Once a team has exhausted their ability to vertically scale, the options for buying time look pretty much the same for everyone:

1. Add caching or read replicas. This can buy headroom on a database that’s getting CPU constrained by bleeding off a lot of the read traffic. The downside is a lot of extra infrastructure to manage. Plus, now you have to deal with either stale data (with an eventually-consistent cache) or slower, more fragile writes (with a strongly consistent read replica). There will be temporary relief in your CPU graph as the traffic reduces, but the database infra team has more to manage, the product has gained a bunch of subtle bugs, and continuous growth will eat up all the gains you made.
2. Split out tables into new databases. Does everything need to be in one database? Maybe not, but good luck getting things out of there. This is always difficult because you have to choose what goes and what stays. To do that, you need to know all your queries that involve the tables you want to move, and inevitably you’ll be faced with having to break some of those queries. No matter what it’s going to take a lot of development effort to get the database’s consumers to move over, and product teams will ship less while they’re focused on migrating. What’s worse is that the data that’s hardest to move out of your main database tends to be the most critical data, which is usually the data that’s causing scaling problems in the first place.
3. Optimize queries and data storage. Some folks think they can optimize their way out of the problem, and you’ll definitely find some shockingly inefficient queries and bloated tables to get rid of. But these wins are temporary as new inefficient queries and bloated tables keep getting added, and usage keeps going up.

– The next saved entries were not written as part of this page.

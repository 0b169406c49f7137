//! SCQL card simulator.
//!
//! Runs command APDUs against an in-memory SCQL applet.
//!
//! # Usage
//!
//! ```bash
//! # Execute a single APDU
//! scql -c "00 10 00 80 08 01 54 02 01 61 01 62"
//!
//! # Execute an APDU script, keeping state in an image file
//! scql -f session.apdu --image card.img
//!
//! # Output as JSON
//! scql -o json -f session.apdu
//! ```

use std::path::PathBuf;
use std::process::ExitCode;

use anyhow::{anyhow, Context, Result};
use clap::{Parser, ValueEnum};
use tracing::info;
use tracing_subscriber::EnvFilter;

mod config;
mod formatter;
mod session;

use config::CliConfig;
use formatter::OutputFormat;
use scql_engine::Database;
use session::{Session, Summary};

/// SCQL card simulator
#[derive(Parser, Debug)]
#[command(
    name = "scql",
    author = "SCQL Team",
    version,
    about = "Run SCQL command APDUs against a simulated card",
    long_about = "Runs ISO7816-7 SCQL command APDUs against an in-memory card applet.\n\n\
                  Commands are hex strings, one per line in scripts, with '#' comments.\n\
                  State can be kept across runs in an image file."
)]
struct Args {
    /// Execute a single hex APDU and exit
    #[arg(short = 'c', long, value_name = "APDU")]
    command: Option<String>,

    /// Execute APDUs from a script file, or stdin when "-"
    #[arg(short = 'f', long, value_name = "FILE")]
    file: Option<PathBuf>,

    /// Image file loaded before and saved after the run
    #[arg(short = 'i', long, value_name = "FILE", env = "SCQL_IMAGE")]
    image: Option<PathBuf>,

    /// Output format
    #[arg(short = 'o', long, value_enum)]
    output: Option<OutputFormatArg>,

    /// Stop at the first command that fails
    #[arg(long)]
    stop_on_error: bool,

    /// Do not echo commands
    #[arg(short = 'q', long)]
    quiet: bool,

    /// Enable verbose output
    #[arg(short = 'v', long)]
    verbose: bool,

    /// Configuration file path
    #[arg(long, value_name = "FILE")]
    config: Option<PathBuf>,
}

/// Output format argument
#[derive(Debug, Clone, Copy, ValueEnum)]
enum OutputFormatArg {
    /// Readable status lines with decoded rows
    Text,
    /// Raw response bytes in hex
    Hex,
    /// One JSON object per command
    Json,
}

impl From<OutputFormatArg> for OutputFormat {
    fn from(arg: OutputFormatArg) -> Self {
        match arg {
            OutputFormatArg::Text => OutputFormat::Text,
            OutputFormatArg::Hex => OutputFormat::Hex,
            OutputFormatArg::Json => OutputFormat::Json,
        }
    }
}

fn main() -> ExitCode {
    match run() {
        Ok(summary) if summary.failures == 0 => ExitCode::SUCCESS,
        Ok(_) => ExitCode::from(2),
        Err(e) => {
            eprintln!("Error: {e:#}");
            ExitCode::FAILURE
        }
    }
}

fn run() -> Result<Summary> {
    let args = Args::parse();

    init_logging(args.verbose);

    let config = load_config(&args)?;
    let format = match args.output {
        Some(arg) => arg.into(),
        None => OutputFormat::from_name(&config.output_format)
            .ok_or_else(|| anyhow!("unknown output format '{}'", config.output_format))?,
    };

    let db = open_database(&config)?;
    let mut session = Session::new(db, format)
        .with_echo(config.echo)
        .with_stop_on_error(config.stop_on_error);

    let summary = if let Some(command) = &args.command {
        let (response, rendered) = session.execute(command)?;
        println!("{rendered}");
        Summary {
            commands: 1,
            failures: usize::from(!response.is_success()),
        }
    } else {
        let script = read_script(args.file.as_ref())?;
        session.run_script(&script)?
    };

    if let Some(path) = &config.image {
        session
            .database()
            .save(path)
            .with_context(|| format!("failed to save image {}", path.display()))?;
        info!(path = %path.display(), "image saved");
    }

    Ok(summary)
}

fn init_logging(verbose: bool) {
    let filter = if verbose {
        EnvFilter::new("scql=debug,scql_apdu=debug,scql_engine=debug")
    } else {
        EnvFilter::new("scql=warn")
    };

    tracing_subscriber::fmt()
        .with_env_filter(filter)
        .with_writer(std::io::stderr)
        .with_target(false)
        .without_time()
        .init();
}

fn load_config(args: &Args) -> Result<CliConfig> {
    let mut config = if let Some(path) = &args.config {
        CliConfig::from_file(path)?
    } else {
        CliConfig::load_default()?
    };

    // Command line arguments win over the file
    if let Some(image) = &args.image {
        config.image = Some(image.clone());
    }
    if args.stop_on_error {
        config.stop_on_error = true;
    }
    if args.quiet {
        config.echo = false;
    }

    Ok(config)
}

fn open_database(config: &CliConfig) -> Result<Database> {
    match &config.image {
        Some(path) if path.exists() => {
            info!(path = %path.display(), "loading image");
            Database::load(path, config.engine.clone())
                .with_context(|| format!("failed to load image {}", path.display()))
        }
        _ => Ok(Database::new(config.engine.clone())?),
    }
}

fn read_script(file: Option<&PathBuf>) -> Result<String> {
    match file {
        Some(path) if path.as_os_str() != "-" => std::fs::read_to_string(path)
            .with_context(|| format!("failed to read script {}", path.display())),
        _ => std::io::read_to_string(std::io::stdin()).context("failed to read stdin"),
    }
}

In the end, none of these solve the core problem: you’re trying to contain unbounded growth within a box (server) that cannot grow unbounded. Every company will either hit this point, or stagnate, or die.

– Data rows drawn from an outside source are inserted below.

//! # scql-test
//!
//! Integration tests for SCQL.
//!
//! This crate contains:
//! - End-to-end tests through the [`scql_engine::Database`] API
//! - Command APDU tests through the [`scql_apdu::ScqlApplet`]
//! - Shared fixtures for both

#![warn(missing_docs)]
#![warn(clippy::all)]

/// Test utilities and helpers
pub mod utils;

Evolving claws and a flat body

There’s only one real option to contain unbounded growth: partition the data itself, and horizontally scale. After a few years of the database infrastructure team furiously patching the dam, they all must come to the conclusion that the only way to continue scaling is to expand the database beyond a single machine. While it’s inevitable, it isn’t easy. Lots of teams will look back at their history and make a critical mistake: “We’ve come this far with our favorite database technology, we can adapt it to be horizontally partitioned.”

The most senior engineers in the database infrastructure team will draw up a plan: each table will be partitioned by some natural key, and that will be used to distribute the data across many machines. Some sort of proxy service will be introduced that takes queries and routes them to the correct partition. Complex systems will be employed to determine how many partitions there are and which one holds a particular key, and those systems will grow more complex to handle adding new partitions over time. You’ve heard this story before, because it happens all the time.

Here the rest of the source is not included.